Task requirements » For the data below, restate word for word only the lines from the line containing "pub mod file;" through the line containing "pub use repo::*;", both ends included.

━━━━━━━━━━━━━━━━

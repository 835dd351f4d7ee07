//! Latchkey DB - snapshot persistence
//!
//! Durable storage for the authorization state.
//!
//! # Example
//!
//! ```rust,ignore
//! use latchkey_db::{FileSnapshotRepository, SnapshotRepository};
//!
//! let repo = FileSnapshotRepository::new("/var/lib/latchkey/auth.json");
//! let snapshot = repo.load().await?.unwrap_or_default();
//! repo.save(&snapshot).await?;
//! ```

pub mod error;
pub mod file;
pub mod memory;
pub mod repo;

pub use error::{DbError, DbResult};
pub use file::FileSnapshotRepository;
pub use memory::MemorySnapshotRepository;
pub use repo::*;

━━━━━━━━━━━━━━━━

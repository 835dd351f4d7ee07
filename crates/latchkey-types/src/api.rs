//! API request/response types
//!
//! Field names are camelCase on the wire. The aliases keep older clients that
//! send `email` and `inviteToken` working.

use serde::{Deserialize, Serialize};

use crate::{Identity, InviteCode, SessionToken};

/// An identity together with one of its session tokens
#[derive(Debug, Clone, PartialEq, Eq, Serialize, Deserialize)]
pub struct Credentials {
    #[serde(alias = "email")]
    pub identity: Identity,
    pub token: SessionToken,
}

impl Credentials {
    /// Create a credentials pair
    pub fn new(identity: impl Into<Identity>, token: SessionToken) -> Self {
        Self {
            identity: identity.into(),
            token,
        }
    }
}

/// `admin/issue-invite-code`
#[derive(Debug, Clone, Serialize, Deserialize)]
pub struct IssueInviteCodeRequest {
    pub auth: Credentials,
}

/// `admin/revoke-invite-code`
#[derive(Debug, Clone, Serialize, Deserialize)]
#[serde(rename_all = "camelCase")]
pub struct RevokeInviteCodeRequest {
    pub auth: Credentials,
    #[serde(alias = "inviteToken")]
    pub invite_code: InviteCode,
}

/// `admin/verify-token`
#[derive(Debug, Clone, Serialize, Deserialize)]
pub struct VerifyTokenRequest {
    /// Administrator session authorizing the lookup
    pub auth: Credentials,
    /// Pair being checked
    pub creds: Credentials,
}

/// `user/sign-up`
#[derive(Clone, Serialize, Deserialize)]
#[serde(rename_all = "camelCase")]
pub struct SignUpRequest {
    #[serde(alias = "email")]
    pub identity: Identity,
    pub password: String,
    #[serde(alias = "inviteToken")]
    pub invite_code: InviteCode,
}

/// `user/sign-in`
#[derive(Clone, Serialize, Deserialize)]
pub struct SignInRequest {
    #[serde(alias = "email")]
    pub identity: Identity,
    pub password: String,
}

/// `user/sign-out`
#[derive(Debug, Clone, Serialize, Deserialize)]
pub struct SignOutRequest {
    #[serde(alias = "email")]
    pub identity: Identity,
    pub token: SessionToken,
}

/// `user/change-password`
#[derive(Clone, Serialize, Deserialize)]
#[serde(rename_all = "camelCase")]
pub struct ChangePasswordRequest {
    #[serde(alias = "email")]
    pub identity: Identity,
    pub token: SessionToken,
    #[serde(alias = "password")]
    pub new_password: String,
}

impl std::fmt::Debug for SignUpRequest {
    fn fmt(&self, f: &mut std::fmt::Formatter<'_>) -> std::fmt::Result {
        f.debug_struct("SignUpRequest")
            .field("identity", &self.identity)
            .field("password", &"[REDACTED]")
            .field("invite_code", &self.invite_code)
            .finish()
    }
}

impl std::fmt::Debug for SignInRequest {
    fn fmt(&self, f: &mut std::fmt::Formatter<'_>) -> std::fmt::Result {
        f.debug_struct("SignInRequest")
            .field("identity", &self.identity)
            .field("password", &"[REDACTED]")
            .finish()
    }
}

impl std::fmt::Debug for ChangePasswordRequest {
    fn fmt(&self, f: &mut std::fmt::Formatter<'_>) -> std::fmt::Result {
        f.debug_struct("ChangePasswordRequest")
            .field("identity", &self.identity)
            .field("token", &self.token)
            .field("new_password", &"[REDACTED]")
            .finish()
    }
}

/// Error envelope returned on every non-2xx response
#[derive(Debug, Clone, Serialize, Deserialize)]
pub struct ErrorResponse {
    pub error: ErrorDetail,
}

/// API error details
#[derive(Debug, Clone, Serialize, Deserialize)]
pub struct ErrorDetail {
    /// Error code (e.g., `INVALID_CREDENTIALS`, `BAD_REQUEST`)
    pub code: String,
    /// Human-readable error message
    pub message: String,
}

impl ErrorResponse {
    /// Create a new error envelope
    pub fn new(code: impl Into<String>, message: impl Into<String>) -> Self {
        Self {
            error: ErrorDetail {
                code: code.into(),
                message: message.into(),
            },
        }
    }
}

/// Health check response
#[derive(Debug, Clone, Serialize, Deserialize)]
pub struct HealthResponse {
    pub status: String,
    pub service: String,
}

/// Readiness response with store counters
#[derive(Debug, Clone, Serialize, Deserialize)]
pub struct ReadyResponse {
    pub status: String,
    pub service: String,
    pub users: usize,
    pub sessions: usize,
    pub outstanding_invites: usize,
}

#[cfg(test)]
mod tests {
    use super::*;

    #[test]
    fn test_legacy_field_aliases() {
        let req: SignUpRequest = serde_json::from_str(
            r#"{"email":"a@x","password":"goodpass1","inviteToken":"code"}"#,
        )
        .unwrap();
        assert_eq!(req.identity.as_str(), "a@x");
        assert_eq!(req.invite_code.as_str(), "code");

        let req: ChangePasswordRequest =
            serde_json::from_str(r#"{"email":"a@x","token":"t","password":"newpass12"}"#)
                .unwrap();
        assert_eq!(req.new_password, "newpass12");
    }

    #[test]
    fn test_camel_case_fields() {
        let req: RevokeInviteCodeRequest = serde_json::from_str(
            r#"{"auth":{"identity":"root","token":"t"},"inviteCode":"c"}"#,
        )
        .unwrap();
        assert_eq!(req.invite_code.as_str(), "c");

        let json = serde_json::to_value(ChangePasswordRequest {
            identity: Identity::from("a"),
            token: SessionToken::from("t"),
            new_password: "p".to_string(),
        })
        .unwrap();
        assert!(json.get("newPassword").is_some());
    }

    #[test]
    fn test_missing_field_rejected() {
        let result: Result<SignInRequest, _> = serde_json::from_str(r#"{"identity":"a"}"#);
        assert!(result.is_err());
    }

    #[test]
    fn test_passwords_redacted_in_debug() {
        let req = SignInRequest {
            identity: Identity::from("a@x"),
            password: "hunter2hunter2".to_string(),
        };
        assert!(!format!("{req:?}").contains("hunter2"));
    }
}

━━━━━━━━━━━━━━━━

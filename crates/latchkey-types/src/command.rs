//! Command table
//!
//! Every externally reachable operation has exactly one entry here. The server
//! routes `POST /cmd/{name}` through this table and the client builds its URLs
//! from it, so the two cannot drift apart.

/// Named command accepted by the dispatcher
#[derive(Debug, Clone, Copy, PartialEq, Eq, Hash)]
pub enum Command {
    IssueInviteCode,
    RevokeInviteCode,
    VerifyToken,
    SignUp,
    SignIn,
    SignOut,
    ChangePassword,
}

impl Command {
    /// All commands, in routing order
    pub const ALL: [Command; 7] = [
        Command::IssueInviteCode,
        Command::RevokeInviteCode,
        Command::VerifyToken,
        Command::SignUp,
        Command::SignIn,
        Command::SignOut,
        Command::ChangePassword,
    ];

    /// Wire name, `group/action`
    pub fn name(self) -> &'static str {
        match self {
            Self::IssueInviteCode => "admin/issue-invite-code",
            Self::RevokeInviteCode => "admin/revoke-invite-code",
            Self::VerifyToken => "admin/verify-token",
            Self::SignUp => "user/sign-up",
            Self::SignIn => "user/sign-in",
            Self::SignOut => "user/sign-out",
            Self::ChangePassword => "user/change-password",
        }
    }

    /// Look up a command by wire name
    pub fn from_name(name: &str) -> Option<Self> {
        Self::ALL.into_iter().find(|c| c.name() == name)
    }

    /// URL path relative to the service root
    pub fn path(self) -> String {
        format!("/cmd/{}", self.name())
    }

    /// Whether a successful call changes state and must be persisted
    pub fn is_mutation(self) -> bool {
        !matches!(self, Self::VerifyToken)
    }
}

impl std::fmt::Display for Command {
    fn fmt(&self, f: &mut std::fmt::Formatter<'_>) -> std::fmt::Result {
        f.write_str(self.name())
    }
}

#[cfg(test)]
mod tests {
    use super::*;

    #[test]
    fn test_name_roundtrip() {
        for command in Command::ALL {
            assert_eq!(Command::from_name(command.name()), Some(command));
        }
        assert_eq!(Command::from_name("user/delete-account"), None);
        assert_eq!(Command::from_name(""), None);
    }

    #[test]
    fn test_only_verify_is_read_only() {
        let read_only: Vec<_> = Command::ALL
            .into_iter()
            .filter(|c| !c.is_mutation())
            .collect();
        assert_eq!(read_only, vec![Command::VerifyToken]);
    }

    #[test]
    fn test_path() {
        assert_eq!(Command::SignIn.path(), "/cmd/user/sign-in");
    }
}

━━━━━━━━━━━━━━━━

Answer to the exercise »
pub mod file;
pub mod memory;
pub mod repo;

pub use error::{DbError, DbResult};
pub use file::FileSnapshotRepository;
pub use memory::MemorySnapshotRepository;
pub use repo::*;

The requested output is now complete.